The best writers are great listeners. They set themselves on the pulse of a society’s population. To do that, they must read. But not just read in the typical sense, but read in the abstract: they must read expressions, read reactions, read responses. They must read history, news, and new technological developments. Because readers define a writer’s career, writers must write about what will be read, and to do that, writers must be readers.
Are You a Writer?
We’re all writers, and we have no choice but to be writers. Writers are creators; writers write on varied canvases. When we use our senses, we’re writing in the pages of our minds. When we read, we transcribe the thoughts of others into our own writings, adapting and refashioning them into new works. As the definition of writing and reading evolves, it reflects a new concept of writing and reading—as something more interrelated than ever before.

Wednesday, April 27, 2011

Tuesday, April 26, 2011

Reflection on Bolter presentation


Summaresponse to Chapter 6 presentation

Observe
This group adapted a turn-taking style that mimicked the form of the Bolter chapter, providing an effective representation of the writing. The approach was effective because it was straightforward, but suffered from a lack of connections between presenters. Even still, the chapter was effectively communicated and each presenter’s topics were excellently described.

Infer
The group took a distinct position on the new methods of communication and discourse in contemporary society.
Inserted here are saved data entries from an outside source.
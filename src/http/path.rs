//! Request path normalisation
//!
//! Turns the raw, percent-encoded request path into the list of segments a
//! file lookup may use.

use std::borrow::Cow;

use percent_encoding::{percent_decode_str, utf8_percent_encode, AsciiSet, NON_ALPHANUMERIC};

/// Bytes escaped in generated links: everything except unreserved and `/`
const PATH_SEGMENT: &AsciiSet = &NON_ALPHANUMERIC
    .remove(b'-')
    .remove(b'.')
    .remove(b'_')
    .remove(b'~')
    .remove(b'/');

/// Percent-decode a URL path
///
/// Returns `None` when the decoded bytes are not UTF-8. Malformed escapes
/// are kept literally.
pub fn decode_path(raw: &str) -> Option<String> {
    percent_decode_str(raw)
        .decode_utf8()
        .ok()
        .map(Cow::into_owned)
}

/// Percent-encode a path for use in an href or `Location`, keeping `/`
pub fn encode_path(name: &str) -> String {
    utf8_percent_encode(name, PATH_SEGMENT).to_string()
}

/// Clean a decoded path into its segments
///
/// Empty and `.` segments are dropped and `..` removes the previous segment,
/// never climbing above the root.
pub fn clean_segments(path: &str) -> Vec<&str> {
    let mut segments = Vec::new();
    for segment in path.split('/') {
        match segment {
            "" | "." => {}
            ".." => {
                segments.pop();
            }
            s => segments.push(s),
        }
    }
    segments
}

/// Canonical form of a request path
///
/// Same segment rules as [`clean_segments`]; a trailing `/` survives unless
/// the result is the root.
pub fn clean_path(path: &str) -> String {
    let mut cleaned = String::with_capacity(path.len());
    for segment in clean_segments(path) {
        cleaned.push('/');
        cleaned.push_str(segment);
    }
    if cleaned.is_empty() || path.ends_with('/') {
        cleaned.push('/');
    }
    cleaned
}
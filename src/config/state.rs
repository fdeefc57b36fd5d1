// Application state module
// Holds configuration and the shared hit counter handed to every handler

use std::path::PathBuf;
use std::sync::Arc;

use super::types::Config;
use crate::counter::HitCounter;

/// Application state
pub struct AppState {
    pub config: Config,
    pub hits: Arc<HitCounter>,
}

impl AppState {
    pub fn new(config: Config) -> Self {
        Self {
            config,
            hits: Arc::new(HitCounter::new()),
        }
    }

    /// Root directory for the `/app/` file server
    pub fn file_root(&self) -> PathBuf {
        PathBuf::from(&self.config.files.root)
    }

    pub const fn access_log(&self) -> bool {
        self.config.logging.access_log
    }
}
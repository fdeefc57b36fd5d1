//! HTTP response building module
//!
//! Provides builders for the status code responses the server emits.

use http_body_util::Full;
use hyper::body::Bytes;
use hyper::header::{
    ACCEPT_RANGES, ALLOW, CONTENT_LENGTH, CONTENT_RANGE, CONTENT_TYPE, LAST_MODIFIED, LOCATION,
};
use hyper::{Response, StatusCode};
use serde::Serialize;

pub const TEXT_PLAIN: &str = "text/plain; charset=utf-8";
pub const APPLICATION_JSON: &str = "application/json";
const TEXT_HTML: &str = "text/html; charset=utf-8";

/// Build plain text response
pub fn build_text_response(status: StatusCode, body: impl Into<Bytes>) -> Response<Full<Bytes>> {
    Response::builder()
        .status(status)
        .header(CONTENT_TYPE, TEXT_PLAIN)
        .body(Full::new(body.into()))
        .unwrap_or_else(|e| {
            log_build_error(status.as_str(), &e);
            Response::new(Full::new(Bytes::new()))
        })
}

/// Build JSON response
///
/// The body is compact JSON terminated by a newline.
pub fn build_json_response<T: Serialize>(status: StatusCode, body: &T) -> Response<Full<Bytes>> {
    let mut json = match serde_json::to_vec(body) {
        Ok(j) => j,
        Err(e) => {
            crate::logger::log_error(&format!("Failed to serialize response: {e}"));
            return build_500_response();
        }
    };
    json.push(b'\n');

    Response::builder()
        .status(status)
        .header(CONTENT_TYPE, APPLICATION_JSON)
        .body(Full::new(Bytes::from(json)))
        .unwrap_or_else(|e| {
            log_build_error(status.as_str(), &e);
            Response::new(Full::new(Bytes::new()))
        })
}

/// Build HTML response
pub fn build_html_response(content: String) -> Response<Full<Bytes>> {
    Response::builder()
        .status(StatusCode::OK)
        .header(CONTENT_TYPE, TEXT_HTML)
        .body(Full::new(Bytes::from(content)))
        .unwrap_or_else(|e| {
            log_build_error("HTML", &e);
            Response::new(Full::new(Bytes::new()))
        })
}

/// Build 404 Not Found response
pub fn build_404_response() -> Response<Full<Bytes>> {
    build_text_response(StatusCode::NOT_FOUND, "404 page not found\n")
}

/// Build 405 Method Not Allowed response listing the accepted methods
pub fn build_405_response(allow: &'static str) -> Response<Full<Bytes>> {
    Response::builder()
        .status(StatusCode::METHOD_NOT_ALLOWED)
        .header(CONTENT_TYPE, TEXT_PLAIN)
        .header(ALLOW, allow)
        .body(Full::new(Bytes::from_static(b"Method Not Allowed\n")))
        .unwrap_or_else(|e| {
            log_build_error("405", &e);
            Response::new(Full::new(Bytes::new()))
        })
}

/// Build 500 Internal Server Error response
pub fn build_500_response() -> Response<Full<Bytes>> {
    build_text_response(StatusCode::INTERNAL_SERVER_ERROR, "500 Internal Server Error\n")
}

/// Build 301 redirect response
///
/// `target` may be relative; clients resolve it against the request URL.
pub fn build_redirect_response(target: &str) -> Response<Full<Bytes>> {
    Response::builder()
        .status(StatusCode::MOVED_PERMANENTLY)
        .header(LOCATION, target)
        .body(Full::new(Bytes::new()))
        .unwrap_or_else(|e| {
            log_build_error("301", &e);
            Response::new(Full::new(Bytes::new()))
        })
}

/// Build 304 Not Modified response
pub fn build_304_response(last_modified: &str) -> Response<Full<Bytes>> {
    Response::builder()
        .status(StatusCode::NOT_MODIFIED)
        .header(LAST_MODIFIED, last_modified)
        .body(Full::new(Bytes::new()))
        .unwrap_or_else(|e| {
            log_build_error("304", &e);
            Response::new(Full::new(Bytes::new()))
        })
}

/// Build 416 Range Not Satisfiable response
pub fn build_416_response(file_size: u64) -> Response<Full<Bytes>> {
    Response::builder()
        .status(StatusCode::RANGE_NOT_SATISFIABLE)
        .header(CONTENT_TYPE, TEXT_PLAIN)
        .header(CONTENT_RANGE, format!("bytes */{file_size}"))
        .body(Full::new(Bytes::from_static(
            b"invalid range: failed to overlap\n",
        )))
        .unwrap_or_else(|e| {
            log_build_error("416", &e);
            Response::new(Full::new(Bytes::new()))
        })
}

/// Build a file response, full (200) or partial (206)
///
/// `range` carries the inclusive byte span and total size for 206 responses.
pub fn build_file_response(
    data: Bytes,
    content_type: &str,
    last_modified: Option<&str>,
    range: Option<(u64, u64, u64)>,
) -> Response<Full<Bytes>> {
    let mut builder = Response::builder()
        .header(CONTENT_TYPE, content_type)
        .header(CONTENT_LENGTH, data.len())
        .header(ACCEPT_RANGES, "bytes");

    if let Some(modified) = last_modified {
        builder = builder.header(LAST_MODIFIED, modified);
    }

    builder = match range {
        Some((start, end, total)) => builder
            .status(StatusCode::PARTIAL_CONTENT)
            .header(CONTENT_RANGE, format!("bytes {start}-{end}/{total}")),
        None => builder.status(StatusCode::OK),
    };

    builder.body(Full::new(data)).unwrap_or_else(|e| {
        log_build_error("file", &e);
        Response::new(Full::new(Bytes::new()))
    })
}

/// Log response build error
fn log_build_error(status: &str, error: &hyper::http::Error) {
    crate::logger::log_error(&format!("Failed to build {status} response: {error}"));
}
Using the Internet and new media as a frame, they compared old styles of “dialogues” from Plato and Socrates to scholars such as Wittgenstein. Their main points included: 1. Alternative forms of dialogue exist in Western musical notation, where tonal information is presented alternatively and effectively; 2. Writing and reading do not have to be sequential; 3. Oral storytellers have more control over their content as they tell the story, leading to unique performances and varying content subject to various factors; 4. The “anti-book” is a genre of writing in which traditional themes of narrative and typography are ignored; 5. The inclusion of images and illustrations in essays, although new, presents a transformation of the writing form.

Question
Why did Bolter choose to bring up oral philosophers in this chapter, and what do they have to do with digital media? How is oral storytelling related to hypertext? How can such things as the “exchange of ideas” be refashioned? While the Internet can facilitate the exchange of ideas, how will it transform that exchange? What does textual direction and sequence have to do with dialogue? What does it have to do with anti-books or new practices in essay-writing?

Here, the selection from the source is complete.